Need Witchcraft To Save “Witches”
Okay, so we’ve all seen them — television shows or movies about a group of witches who come to learn their true identities later in life and end up using their magical powers to save the world. “Halloweentown,” “Charmed” and “The Secret Circle” are just three examples of that entertainment field. The newest addition to that batch is “Witches of East End,” which is based on the book of the same name by Melissa de la Cruz. Sure, this is the generation that is obsessed with the supernatural world, vampires and fantastical beings, but how many more shows can really be produced in this genre?
The show stars Julia Ormond, Rachel Boston, Jenna Dewan-Tatum and Mädchen Amick, as four female witches who must use their powers in order to ward off hostile enemies from their past in order to stay alive. Joanna Beauchamp (Ormond) has kept her daughters, Ingrid (Boston) and Freya Beauchamp (Dewan-Tatum), away from the world of magic and kept their powers a secret from everyone including her daughters. Things get complicated though when a shape shifter has come to the town of East End, thirsty for Beauchamp blood. Ingrid and Freya’s true gifts are revealed and Joanna’s sister, Wendy (Amick), comes to town, hoping to help her sister and her nieces.
The show appeals to the superficial needs of an audience with this attractive cast. There is even an implementation of a love triangle amongst Freya, her fiancé, Dash (Eric Winter) and his brother, Killian (Daniel Di Tomasso), so the dramatic aspect is already covered. However, the witches spew out a sad version of Latin continuously throughout the 60 minutes as they attempt to cast spells, which are often accompanied by sad special effects. This style really takes away from the out-of-this-world experience the show tries to encompass the viewer into, and instead puts them on the set of Fox 21 productions’ site.
The acting however, is not as disappointing. Ormond successfully portrays a loving mother who wants nothing more than to protect her family. Often times in the show, she is either comforting her girls or casting a spell in order to protect them. Boston, playing the role of the older sister as Ingrid, truly captures that conservative persona with a rational head on her shoulders that many of us see in eldest siblings. As the rebellious sister, Freya, Dewan-Tatum successfully embodies the characteristics of playing the rebellious wild child of the two sisters. Amick encapsulates the cool, young, hip aunt, bringing this edgy, badass attitude to the screen.
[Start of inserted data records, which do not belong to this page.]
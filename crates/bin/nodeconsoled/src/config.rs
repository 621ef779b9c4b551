//! Configuration loading: TOML file with environment variable overrides.
//!
//! Looks for `nodeconsole.toml` in the working directory (or the file named
//! by `NODECONSOLE_CONFIG`). Every field has a sensible default so the file
//! is optional. Environment variables take precedence over file values.

use std::path::PathBuf;

use serde::Deserialize;

/// Default config file name.
const CONFIG_FILE: &str = "nodeconsole.toml";

/// Top-level configuration.
#[derive(Debug, Default, Deserialize)]
#[serde(default)]
pub struct Config {
    /// HTTP server settings.
    pub server: ServerConfig,
    /// Compiled console bundle.
    pub assets: AssetsConfig,
    /// Logging settings.
    pub logging: LoggingConfig,
}

/// HTTP listener configuration.
#[derive(Debug, Deserialize)]
#[serde(default)]
pub struct ServerConfig {
    /// Address to bind to (e.g. `0.0.0.0`).
    pub host: String,
    /// TCP port.
    pub port: u16,
}

/// Location of the built dashboard (`trunk build` output).
#[derive(Debug, Deserialize)]
#[serde(default)]
pub struct AssetsConfig {
    pub dir: PathBuf,
}

/// Logging configuration.
#[derive(Debug, Deserialize)]
#[serde(default)]
pub struct LoggingConfig {
    /// Filter directive (`RUST_LOG` syntax).
    pub filter: String,
}

impl Config {
    /// Load configuration from the config file (if present) then apply
    /// environment-variable overrides.
    ///
    /// # Errors
    ///
    /// Returns an error if the TOML file exists but is malformed, or if the
    /// resulting configuration is invalid.
    pub fn load() -> Result<Self, ConfigError> {
        let path = std::env::var("NODECONSOLE_CONFIG").unwrap_or_else(|_| CONFIG_FILE.to_string());
        let mut config = Self::from_file(&path)?;
        config.apply_overrides(|key| std::env::var(key).ok());
        config.validate()?;
        Ok(config)
    }

    fn from_file(path: &str) -> Result<Self, ConfigError> {
        match std::fs::read_to_string(path) {
            Ok(content) => toml::from_str(&content).map_err(ConfigError::Parse),
            Err(err) if err.kind() == std::io::ErrorKind::NotFound => Ok(Self::default()),
            Err(err) => Err(ConfigError::Io(err)),
        }
    }

    /// Apply overrides read through `lookup` (the process environment in
    /// production). Later keys win: `PORT` < `NODECONSOLE_PORT` <
    /// `NODECONSOLE_BIND`, and `NODECONSOLE_LOG` < `RUST_LOG`.
    fn apply_overrides(&mut self, lookup: impl Fn(&str) -> Option<String>) {
        if let Some(val) = lookup("NODECONSOLE_HOST") {
            self.server.host = val;
        }
        if let Some(port) = lookup("PORT").and_then(|val| val.parse().ok()) {
            self.server.port = port;
        }
        if let Some(port) = lookup("NODECONSOLE_PORT").and_then(|val| val.parse().ok()) {
            self.server.port = port;
        }
        if let Some(val) = lookup("NODECONSOLE_BIND") {
            if let Some((host, port)) = val.rsplit_once(':') {
                self.server.host = host.to_string();
                if let Ok(port) = port.parse() {
                    self.server.port = port;
                }
            }
        }
        if let Some(val) = lookup("NODECONSOLE_ASSETS_DIR") {
            self.assets.dir = PathBuf::from(val);
        }
        if let Some(val) = lookup("NODECONSOLE_LOG") {
            self.logging.filter = val;
        }
        if let Some(val) = lookup("RUST_LOG") {
            self.logging.filter = val;
        }
    }

    fn validate(&self) -> Result<(), ConfigError> {
        if self.server.port == 0 {
            return Err(ConfigError::Validation("port must be non-zero".to_string()));
        }
        if self.assets.dir.as_os_str().is_empty() {
            return Err(ConfigError::Validation(
                "assets directory must not be empty".to_string(),
            ));
        }
        Ok(())
    }

    /// Return the `host:port` bind address.
    #[must_use]
    pub fn bind_addr(&self) -> String {
        format!("{}:{}", self.server.host, self.server.port)
    }
}

impl Default for ServerConfig {
    fn default() -> Self {
        Self {
            host: "0.0.0.0".to_string(),
            port: 8199,
        }
    }
}

impl Default for AssetsConfig {
    fn default() -> Self {
        Self {
            dir: PathBuf::from("dist"),
        }
    }
}

impl Default for LoggingConfig {
    fn default() -> Self {
        Self {
            filter: "nodeconsoled=info,nodeconsole=info,tower_http=debug".to_string(),
        }
    }
}

/// Configuration errors.
#[derive(Debug, thiserror::Error)]
pub enum ConfigError {
    /// TOML parse failure.
    #[error("failed to parse config file")]
    Parse(#[from] toml::de::Error),
    /// File I/O failure.
    #[error("failed to read config file")]
    Io(#[from] std::io::Error),
    /// Semantic validation failure.
    #[error("invalid configuration: {0}")]
    Validation(String),
}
Being that this show is on Lifetime, it is no surprise that there are very few male characters within the show. “Witches of East End” truly aligns with Lifetime’s theme of female empowerment, touching on the strength of women. It would be a great idea if it hadn’t been done before…as in not at all especially with this idea of witches. It just seems like a recycled concept that is much too familiar.
The series is only three episodes deep into the season, but unless executive producer and developer, Maggie Friedman, does something to enhance the plot and bring something new to this supernatural drama genre, this show may not last. For now though, “Witches of East End” airs on Sunday nights at 10 p.m..
ONLY RECOMMENDED IF: The future episodes pick up, and hopefully introduce something new to the supernatural fad genre.